| Instructions for the task |
What lines in the entries hold the string "repository"? List them.
[Opening Records supplied section]
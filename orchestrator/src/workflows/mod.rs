//! Built-in workflows
//!
//! | Name | Agents | Strategy |
//! |---|---|---|
//! | `planning` | planner (filesystem) | single |
//! | `research` | researcher (fetch) | single |
//! | `code-development` | architect, developer, tester → reviewer | parallel |
//! | `project-orchestration` | orchestrator (filesystem, fetch) | single |
//! | `code-operation` | code specialist (filesystem) | single |

mod development;
pub mod input;
mod single;

use std::sync::Arc;

use serde_json::Value;
use vira_agent::ModelPreferences;

pub use development::CodeDevelopmentWorkflow;
pub use single::{PromptRenderer, SingleAgentWorkflow};

use crate::prompts::{
    CODE_SPECIALIST_PROMPT, ORCHESTRATOR_PROMPT, PLANNER_PROMPT, RESEARCHER_PROMPT,
};
use crate::workflow::{WorkflowError, WorkflowRegistry, WorkflowRegistryBuilder};
use input::{structured_input, text_input, CodeRequest, ProjectRequest};

const fn preferences(intelligence: f64, cost: f64, speed: f64) -> ModelPreferences {
    ModelPreferences {
        intelligence_priority: intelligence,
        cost_priority: cost,
        speed_priority: speed,
    }
}

fn planning_prompt(input: Value) -> Result<String, WorkflowError> {
    let task = text_input(input)?;
    Ok(format!(
        "Analyze this task and create a detailed execution plan: {task}\n\n\
         Include:\n\
         1. Task analysis and requirements\n\
         2. Step-by-step execution plan\n\
         3. Resource requirements\n\
         4. Time estimates\n\
         5. Success criteria\n\
         6. Risks and how to mitigate them\n\n\
         Structure the plan so it can be executed without further clarification."
    ))
}

fn research_prompt(input: Value) -> Result<String, WorkflowError> {
    let topic = text_input(input)?;
    Ok(format!(
        "Research this topic: {topic}\n\n\
         Include:\n\
         1. Methodology\n\
         2. Key findings\n\
         3. Current trends and developments\n\
         4. An evaluation of the sources and evidence\n\
         5. Conclusions\n\
         6. Actionable recommendations\n\
         7. Open questions worth investigating further"
    ))
}

fn orchestration_prompt(input: Value) -> Result<String, WorkflowError> {
    let request: ProjectRequest = structured_input(input)?;
    Ok(format!(
        "Coordinate the execution of this project:\n\n\
         Project: {}\n\
         Type: {}\n\
         Priority: {}\n\n\
         Break it into phases, assign each phase to the planning, research or \
         development specialists, manage the dependencies between phases, and \
         deliver the integrated result of every phase.",
        request.description, request.project_type, request.priority
    ))
}

fn code_operation_prompt(input: Value) -> Result<String, WorkflowError> {
    let request: CodeRequest = structured_input(input)?;
    Ok(format!(
        "Perform a repository operation:\n\n\
         Operation: {}\n\
         Target: {}\n\
         Instructions: {}\n\n\
         Provide:\n\
         1. Analysis of the target files\n\
         2. The exact commands to run\n\
         3. A step-by-step execution plan\n\
         4. Expected outcome\n\
         5. How the change fits the development workflow\n\
         6. Validation steps",
        request.operation, request.target, request.prompt
    ))
}

/// The single-agent built-ins
pub fn single_agent_workflows() -> Vec<SingleAgentWorkflow> {
    vec![
        SingleAgentWorkflow {
            name: "planning",
            description: "Break a task into an ordered execution plan",
            agent: "planner",
            instruction: PLANNER_PROMPT,
            capabilities: &["filesystem"],
            preferences: preferences(0.8, 0.1, 0.1),
            render: planning_prompt,
        },
        SingleAgentWorkflow {
            name: "research",
            description: "Investigate a topic and report findings",
            agent: "researcher",
            instruction: RESEARCHER_PROMPT,
            capabilities: &["fetch"],
            preferences: preferences(0.9, 0.05, 0.05),
            render: research_prompt,
        },
        SingleAgentWorkflow {
            name: "project-orchestration",
            description: "Coordinate a multi-phase project across specialists",
            agent: "orchestrator",
            instruction: ORCHESTRATOR_PROMPT,
            capabilities: &["filesystem", "fetch"],
            preferences: preferences(0.9, 0.05, 0.05),
            render: orchestration_prompt,
        },
        SingleAgentWorkflow {
            name: "code-operation",
            description: "Analyze or change a repository target",
            agent: "code-specialist",
            instruction: CODE_SPECIALIST_PROMPT,
            capabilities: &["filesystem"],
            preferences: preferences(0.8, 0.0, 0.2),
            render: code_operation_prompt,
        },
    ]
}

/// Register every built-in workflow
pub fn register_builtins(
    mut builder: WorkflowRegistryBuilder,
) -> Result<WorkflowRegistryBuilder, WorkflowError> {
    for workflow in single_agent_workflows() {
        builder = builder.register(Arc::new(workflow))?;
    }
    builder.register(Arc::new(CodeDevelopmentWorkflow))
}

/// Registry holding only the built-ins
pub fn builtin_registry() -> Result<WorkflowRegistry, WorkflowError> {
    Ok(register_builtins(WorkflowRegistry::builder())?.build())
}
[Closing Records supplied section]
| Answer to the exercise |
        "Perform a repository operation:\n\n\
            description: "Analyze or change a repository target",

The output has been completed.